* _Records shown_:
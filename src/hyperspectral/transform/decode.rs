//! Single-wavelength extraction with an interactive band cursor.

use tracing::{debug, info, instrument, warn};

use crate::hyperspectral::common::error::{HyperspectralError, Result};
use crate::hyperspectral::cube::{CubeDeclaration, CubeDescriptor, CubeFrame, SampleFormat};
use crate::hyperspectral::mosaic::{Mosaic, WavelengthId};
use crate::hyperspectral::transform::copy_sample;
use crate::hyperspectral::transform::source::PlaneMut;

/// Input event that may move the band cursor.
#[derive(Debug, Clone, PartialEq, Eq)]
pub enum NavigationEvent {
    MouseButton(u8),
    Key(String),
}

/// Finds the slot holding `id`.
///
/// A missing id yields [`HyperspectralError::WavelengthNotFound`] naming the
/// slot 0 id that callers fall back to.
pub fn resolve_slot(mosaic: &Mosaic, id: WavelengthId) -> Result<usize> {
    mosaic
        .slot_of(id)
        .ok_or(HyperspectralError::WavelengthNotFound {
            requested: id,
            fallback: mosaic.get(0).unwrap_or_default(),
        })
}

/// Decoder state: requested wavelength, bound cube and the current slot.
#[derive(Debug, Default)]
pub struct Decoder {
    wavelength_id: WavelengthId,
    descriptor: Option<CubeDescriptor>,
    current_slot: usize,
    fallback: Option<HyperspectralError>,
}

impl Decoder {
    pub fn new() -> Self {
        Self::default()
    }

    /// Decoder showing `id` once a cube is bound. 0 selects the first slot.
    pub fn with_wavelength_id(id: WavelengthId) -> Self {
        Self {
            wavelength_id: id,
            ..Self::default()
        }
    }

    pub fn wavelength_id(&self) -> WavelengthId {
        self.wavelength_id
    }

    /// Selects the band to show. Takes effect immediately if a cube is bound.
    pub fn set_wavelength_id(&mut self, id: WavelengthId) {
        self.wavelength_id = id;
        if self.descriptor.is_some() {
            self.resolve();
        }
    }

    /// Binds the input cube geometry and resolves the requested band.
    pub fn set_format(&mut self, descriptor: CubeDescriptor) {
        debug!(
            width = descriptor.width(),
            height = descriptor.height(),
            wavelengths = descriptor.wavelength_count(),
            layout = %descriptor.layout(),
            "Decoder geometry bound"
        );
        self.descriptor = Some(descriptor);
        self.resolve();
    }

    /// Derives the cube from its declaration, then binds it. A rejected
    /// declaration leaves the previous binding in place.
    pub fn set_declaration(&mut self, declaration: &CubeDeclaration) -> Result<()> {
        let descriptor = declaration.derive()?;
        self.set_format(descriptor);
        Ok(())
    }

    fn resolve(&mut self) {
        let Some(descriptor) = &self.descriptor else {
            return;
        };
        match resolve_slot(descriptor.mosaic(), self.wavelength_id) {
            Ok(slot) => {
                self.current_slot = slot;
                self.fallback = None;
            }
            Err(err) => {
                if self.wavelength_id != 0 {
                    warn!("{}", err);
                    self.fallback = Some(err);
                } else {
                    self.fallback = None;
                }
                self.current_slot = 0;
            }
        }
    }

    /// Warning left by the last band resolution, if the requested id was missing.
    pub fn fallback_warning(&self) -> Option<&HyperspectralError> {
        self.fallback.as_ref()
    }

    pub fn descriptor(&self) -> Option<&CubeDescriptor> {
        self.descriptor.as_ref()
    }

    /// Geometry of the extracted raster: cube width, height and sample format.
    pub fn output_format(&self) -> Option<(usize, usize, SampleFormat)> {
        self.descriptor
            .as_ref()
            .map(|d| (d.width(), d.height(), d.sample_format()))
    }

    pub fn current_slot(&self) -> usize {
        self.current_slot
    }

    /// Wavelength id at the cursor.
    pub fn current_wavelength(&self) -> Option<WavelengthId> {
        self.descriptor
            .as_ref()
            .and_then(|d| d.mosaic().get(self.current_slot))
    }

    fn count(&self) -> usize {
        self.descriptor.as_ref().map_or(0, |d| d.wavelength_count())
    }

    pub fn advance(&mut self) {
        let count = self.count();
        if count == 0 {
            return;
        }
        self.current_slot = (self.current_slot + 1) % count;
        info!(slot = self.current_slot, wavelength = ?self.current_wavelength(), "Showing next wavelength");
    }

    pub fn retreat(&mut self) {
        let count = self.count();
        if count == 0 {
            return;
        }
        self.current_slot = (self.current_slot + count - 1) % count;
        info!(slot = self.current_slot, wavelength = ?self.current_wavelength(), "Showing previous wavelength");
    }

    /// Applies a navigation event. Returns whether the event moved the cursor.
    pub fn handle_navigation(&mut self, event: &NavigationEvent) -> bool {
        match event {
            NavigationEvent::MouseButton(1) => self.retreat(),
            NavigationEvent::MouseButton(3) => self.advance(),
            NavigationEvent::Key(key) if key == "Left" => self.retreat(),
            NavigationEvent::Key(key) if key == "Right" => self.advance(),
            _ => return false,
        }
        true
    }

    /// Copies the band at the cursor into `output`.
    #[instrument(skip(self, frame, output), fields(input_size = frame.data().len(), slot = self.current_slot))]
    pub fn extract<B: AsRef<[u8]>>(&self, frame: &CubeFrame<'_, B>, output: &mut PlaneMut<'_>) -> Result<()> {
        let cube = self.descriptor.as_ref().ok_or(HyperspectralError::GeometryNotComputed)?;
        if frame.descriptor() != cube {
            return Err(HyperspectralError::GeometryMismatch(
                "input frame is bound to a different cube".to_string(),
            ));
        }
        if cube.wavelength_count() == 0 {
            return Err(HyperspectralError::GeometryMismatch(
                "cube has no wavelengths".to_string(),
            ));
        }
        if output.width != cube.width() || output.height != cube.height() {
            return Err(HyperspectralError::GeometryMismatch(format!(
                "output raster is {}x{}, cube is {}x{}",
                output.width,
                output.height,
                cube.width(),
                cube.height()
            )));
        }

        let byte_width = cube.sample_byte_width();
        output.validate(byte_width)?;

        let input = frame.data();
        for y in 0..cube.height() {
            for x in 0..cube.width() {
                let pixel = x + y * cube.width();
                copy_sample(
                    output.data,
                    x + y * output.stride,
                    input,
                    cube.element_index(self.current_slot, pixel),
                    byte_width,
                );
            }
        }

        Ok(())
    }

    /// Extracts into a tightly packed raster.
    pub fn extract_to_vec<B: AsRef<[u8]>>(&self, frame: &CubeFrame<'_, B>) -> Result<Vec<u8>> {
        let cube = self.descriptor.as_ref().ok_or(HyperspectralError::GeometryNotComputed)?;
        let mut data = vec![0u8; cube.wavelength_byte_size()];
        let mut plane = PlaneMut::new(&mut data, cube.width(), cube.height());
        self.extract(frame, &mut plane)?;
        Ok(data)
    }
}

* _Task prompt_: Return all of the entries above exactly as they stand.

* _Exercise result_:
filename src/hyperspectral/transform/decode.rs
//! Single-wavelength extraction with an interactive band cursor.

use tracing::{debug, info, instrument, warn};

use crate::hyperspectral::common::error::{HyperspectralError, Result};
use crate::hyperspectral::cube::{CubeDeclaration, CubeDescriptor, CubeFrame, SampleFormat};
use crate::hyperspectral::mosaic::{Mosaic, WavelengthId};
use crate::hyperspectral::transform::copy_sample;
use crate::hyperspectral::transform::source::PlaneMut;

/// Input event that may move the band cursor.
#[derive(Debug, Clone, PartialEq, Eq)]
pub enum NavigationEvent {
    MouseButton(u8),
    Key(String),
}

/// Finds the slot holding `id`.
///
/// A missing id yields [`HyperspectralError::WavelengthNotFound`] naming the
/// slot 0 id that callers fall back to.
pub fn resolve_slot(mosaic: &Mosaic, id: WavelengthId) -> Result<usize> {
    mosaic
        .slot_of(id)
        .ok_or(HyperspectralError::WavelengthNotFound {
            requested: id,
            fallback: mosaic.get(0).unwrap_or_default(),
        })
}

/// Decoder state: requested wavelength, bound cube and the current slot.
#[derive(Debug, Default)]
pub struct Decoder {
    wavelength_id: WavelengthId,
    descriptor: Option<CubeDescriptor>,
    current_slot: usize,
    fallback: Option<HyperspectralError>,
}

impl Decoder {
    pub fn new() -> Self {
        Self::default()
    }

    /// Decoder showing `id` once a cube is bound. 0 selects the first slot.
    pub fn with_wavelength_id(id: WavelengthId) -> Self {
        Self {
            wavelength_id: id,
            ..Self::default()
        }
    }

    pub fn wavelength_id(&self) -> WavelengthId {
        self.wavelength_id
    }

    /// Selects the band to show. Takes effect immediately if a cube is bound.
    pub fn set_wavelength_id(&mut self, id: WavelengthId) {
        self.wavelength_id = id;
        if self.descriptor.is_some() {
            self.resolve();
        }
    }

    /// Binds the input cube geometry and resolves the requested band.
    pub fn set_format(&mut self, descriptor: CubeDescriptor) {
        debug!(
            width = descriptor.width(),
            height = descriptor.height(),
            wavelengths = descriptor.wavelength_count(),
            layout = %descriptor.layout(),
            "Decoder geometry bound"
        );
        self.descriptor = Some(descriptor);
        self.resolve();
    }

    /// Derives the cube from its declaration, then binds it. A rejected
    /// declaration leaves the previous binding in place.
    pub fn set_declaration(&mut self, declaration: &CubeDeclaration) -> Result<()> {
        let descriptor = declaration.derive()?;
        self.set_format(descriptor);
        Ok(())
    }

    fn resolve(&mut self) {
        let Some(descriptor) = &self.descriptor else {
            return;
        };
        match resolve_slot(descriptor.mosaic(), self.wavelength_id) {
            Ok(slot) => {
                self.current_slot = slot;
                self.fallback = None;
            }
            Err(err) => {
                if self.wavelength_id != 0 {
                    warn!("{}", err);
                    self.fallback = Some(err);
                } else {
                    self.fallback = None;
                }
                self.current_slot = 0;
            }
        }
    }

    /// Warning left by the last band resolution, if the requested id was missing.
    pub fn fallback_warning(&self) -> Option<&HyperspectralError> {
        self.fallback.as_ref()
    }

    pub fn descriptor(&self) -> Option<&CubeDescriptor> {
        self.descriptor.as_ref()
    }

    /// Geometry of the extracted raster: cube width, height and sample format.
    pub fn output_format(&self) -> Option<(usize, usize, SampleFormat)> {
        self.descriptor
            .as_ref()
            .map(|d| (d.width(), d.height(), d.sample_format()))
    }

    pub fn current_slot(&self) -> usize {
        self.current_slot
    }

    /// Wavelength id at the cursor.
    pub fn current_wavelength(&self) -> Option<WavelengthId> {
        self.descriptor
            .as_ref()
            .and_then(|d| d.mosaic().get(self.current_slot))
    }

    fn count(&self) -> usize {
        self.descriptor.as_ref().map_or(0, |d| d.wavelength_count())
    }

    pub fn advance(&mut self) {
        let count = self.count();
        if count == 0 {
            return;
        }
        self.current_slot = (self.current_slot + 1) % count;
        info!(slot = self.current_slot, wavelength = ?self.current_wavelength(), "Showing next wavelength");
    }

    pub fn retreat(&mut self) {
        let count = self.count();
        if count == 0 {
            return;
        }
        self.current_slot = (self.current_slot + count - 1) % count;
        info!(slot = self.current_slot, wavelength = ?self.current_wavelength(), "Showing previous wavelength");
    }

    /// Applies a navigation event. Returns whether the event moved the cursor.
    pub fn handle_navigation(&mut self, event: &NavigationEvent) -> bool {
        match event {
            NavigationEvent::MouseButton(1) => self.retreat(),
            NavigationEvent::MouseButton(3) => self.advance(),
            NavigationEvent::Key(key) if key == "Left" => self.retreat(),
            NavigationEvent::Key(key) if key == "Right" => self.advance(),
            _ => return false,
        }
        true
    }

    /// Copies the band at the cursor into `output`.
    #[instrument(skip(self, frame, output), fields(input_size = frame.data().len(), slot = self.current_slot))]
    pub fn extract<B: AsRef<[u8]>>(&self, frame: &CubeFrame<'_, B>, output: &mut PlaneMut<'_>) -> Result<()> {
        let cube = self.descriptor.as_ref().ok_or(HyperspectralError::GeometryNotComputed)?;
        if frame.descriptor() != cube {
            return Err(HyperspectralError::GeometryMismatch(
                "input frame is bound to a different cube".to_string(),
            ));
        }
        if cube.wavelength_count() == 0 {
            return Err(HyperspectralError::GeometryMismatch(
                "cube has no wavelengths".to_string(),
            ));
        }
        if output.width != cube.width() || output.height != cube.height() {
            return Err(HyperspectralError::GeometryMismatch(format!(
                "output raster is {}x{}, cube is {}x{}",
                output.width,
                output.height,
                cube.width(),
                cube.height()
            )));
        }

        let byte_width = cube.sample_byte_width();
        output.validate(byte_width)?;

        let input = frame.data();
        for y in 0..cube.height() {
            for x in 0..cube.width() {
                let pixel = x + y * cube.width();
                copy_sample(
                    output.data,
                    x + y * output.stride,
                    input,
                    cube.element_index(self.current_slot, pixel),
                    byte_width,
                );
            }
        }

        Ok(())
    }

    /// Extracts into a tightly packed raster.
    pub fn extract_to_vec<B: AsRef<[u8]>>(&self, frame: &CubeFrame<'_, B>) -> Result<Vec<u8>> {
        let cube = self.descriptor.as_ref().ok_or(HyperspectralError::GeometryNotComputed)?;
        let mut data = vec![0u8; cube.wavelength_byte_size()];
        let mut plane = PlaneMut::new(&mut data, cube.width(), cube.height());
        self.extract(frame, &mut plane)?;
        Ok(data)
    }
}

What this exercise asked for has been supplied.